Benjamin Franklin (1706)
It was on this date, January 17, 1706, that American statesman, scientist, writer, printer and philosopher Benjamin Franklin was born in Boston, Massachusetts. Although his formal schooling was brief, Franklin believed "the doors to wisdom are never shut," and taught himself logic, history, science, algebra, geometry, navigation, English grammar, and could get along in five foreign languages. This served him well in his diplomatic career. As Franklin wrote in his Autobiography,
Some books against Deism fell into my hands. ... They wrought an effect on me quite contrary to what was intended by them; for the arguments of the Deists, which were quoted to be refuted, appeared to me much stronger than the refutations; in short, I became a thorough Deist.[1]
He began as a printer's apprentice to his brother, and published his first pamphlet espousing Deism at the age of twenty. Boston church leaders protested that his writings "mocked religion, brought the Holy Scriptures into contempt, and profanely abused the faithful ministers of God." After working for a time in London, he learned to moderate his public statements and Franklin started a printing shop in Philadelphia because, he said, in Boston he was being "pointed at with horror by good people as an Infidel or Atheist."[2]
The Thomas Edison of his day, Franklin had not only a keen interest in science, he invented the Franklin stove, bifocal eyeglasses and the lightning rod. That lightning rod attracted thunderbolts from pulpits: The Rev. Thomas Prince accused Franklin of defying God and blamed a 1755 earthquake on these "iron points invented by the sagacious Mr. Franklin. ... in Boston are more erected than anywhere else in New England, and Boston seems to be more dreadfully shaken. Oh! there is no getting out of the mighty hand of God."[3] But even churches were eventually persuaded to protect their steeples and spires from "the prince of the power of the air."
Franklin founded the American Philosophical Society, published Poor Richard's Almanack — "The way to see by faith is to shut the eye of reason," he wrote in 1758 — and was appointed Postmaster-General for the Colonies in 1764. He represented the Colonies in London in 1775 and signed both the Declaration of Independence and the U.S. Constitution. Franklin confined his skepticism to his letters and his Autobiography. In one letter he wrote,
When a religion is good, I conceive it will support itself; and when it does not support itself, and God does not take care to support it so that its professors are obliged to call for help of the civil power, 'tis a sign, I apprehend, of its being a bad one.[4]

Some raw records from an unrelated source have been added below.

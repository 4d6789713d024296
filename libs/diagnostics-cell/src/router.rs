// libs/diagnostics-cell/src/router.rs
use std::sync::Arc;

use axum::{
    middleware,
    routing::{delete, post, put},
    Router,
};

use shared_config::AppConfig;
use shared_utils::extractor::auth_middleware;

use crate::handlers;

/// Walk-in bookings are public; managing them is a staff action.
pub fn lab_routes(state: Arc<AppConfig>) -> Router {
    let public_routes = Router::new().route(
        "/bookings",
        post(handlers::create_lab_booking).get(handlers::list_lab_bookings),
    );

    let protected_routes = Router::new()
        .route("/bookings/{booking_id}", put(handlers::update_lab_booking))
        .route(
            "/bookings/{booking_id}",
            delete(handlers::delete_lab_booking),
        )
        .layer(middleware::from_fn_with_state(state.clone(), auth_middleware));

    Router::new()
        .merge(public_routes)
        .merge(protected_routes)
        .with_state(state)
}

pub fn radiology_routes(state: Arc<AppConfig>) -> Router {
    let public_routes = Router::new().route(
        "/bookings",
        post(handlers::create_radiology_booking).get(handlers::list_radiology_bookings),
    );

    let protected_routes = Router::new()
        .route(
            "/bookings/{booking_id}",
            put(handlers::update_radiology_booking),
        )
        .route(
            "/bookings/{booking_id}",
            delete(handlers::delete_radiology_booking),
        )
        .layer(middleware::from_fn_with_state(state.clone(), auth_middleware));

    Router::new()
        .merge(public_routes)
        .merge(protected_routes)
        .with_state(state)
}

Benjamin Franklin died on 17 April 1790.* It is useless for clerical writers to try to claim him as a Christian. In a letter he wrote shortly before his death, Franklin confessed,
Here is my creed. I believe in one God, creator of the universe. That he governs it by his providence. That he ought to be worshiped. That the most acceptable service we render to him is doing good to his other children. That the soul of man is immortal, and will be treated with justice in another life. ... As to Jesus of Nazareth, ... I think his system of morals and his religion, ... the best the world ever saw or is like to see; ... and I have, with most of the present Dissenters in England, some doubts as to his divinity; though it is a question I do not dogmatize upon, having never studied it, and think it needless to busy myself with it now, when I expect soon an opportunity of knowing the truth with less trouble....[5]
NB: Benjamin Franklin's epitaph, which he wrote at age 22, reads, "The Body of B Franklin, Printer; Like the Cover of and old Book, Its Contents torn out, And stript of its Lettering and Gilding, Lies here, Food for Worms. But the Work shall not be wholly lost: For it will, as he believ'd, appear once more, In a new & more perfect Edition, Corrected and amended By the Author. He was born Jan 6 1706." The inscription was never used. Instead, his gravestone reads, "Benjamin and Deborah Franklin 1790."
[1] The Autobiography of Benjamin Franklin, 1866, pp. 185-188 (published posthumously). [2] James A. Haught, 2000 Years of Disbelief, 1996. [3] Andrew D. White, A History of the Warfare of Science with Theology, 1896, I, 366ff. [4] Franklin to Richard Price, 9 October 1780. [5] Franklin to President Ezra Stiles of Yale University, 9 March 1790, just before Franklin's death.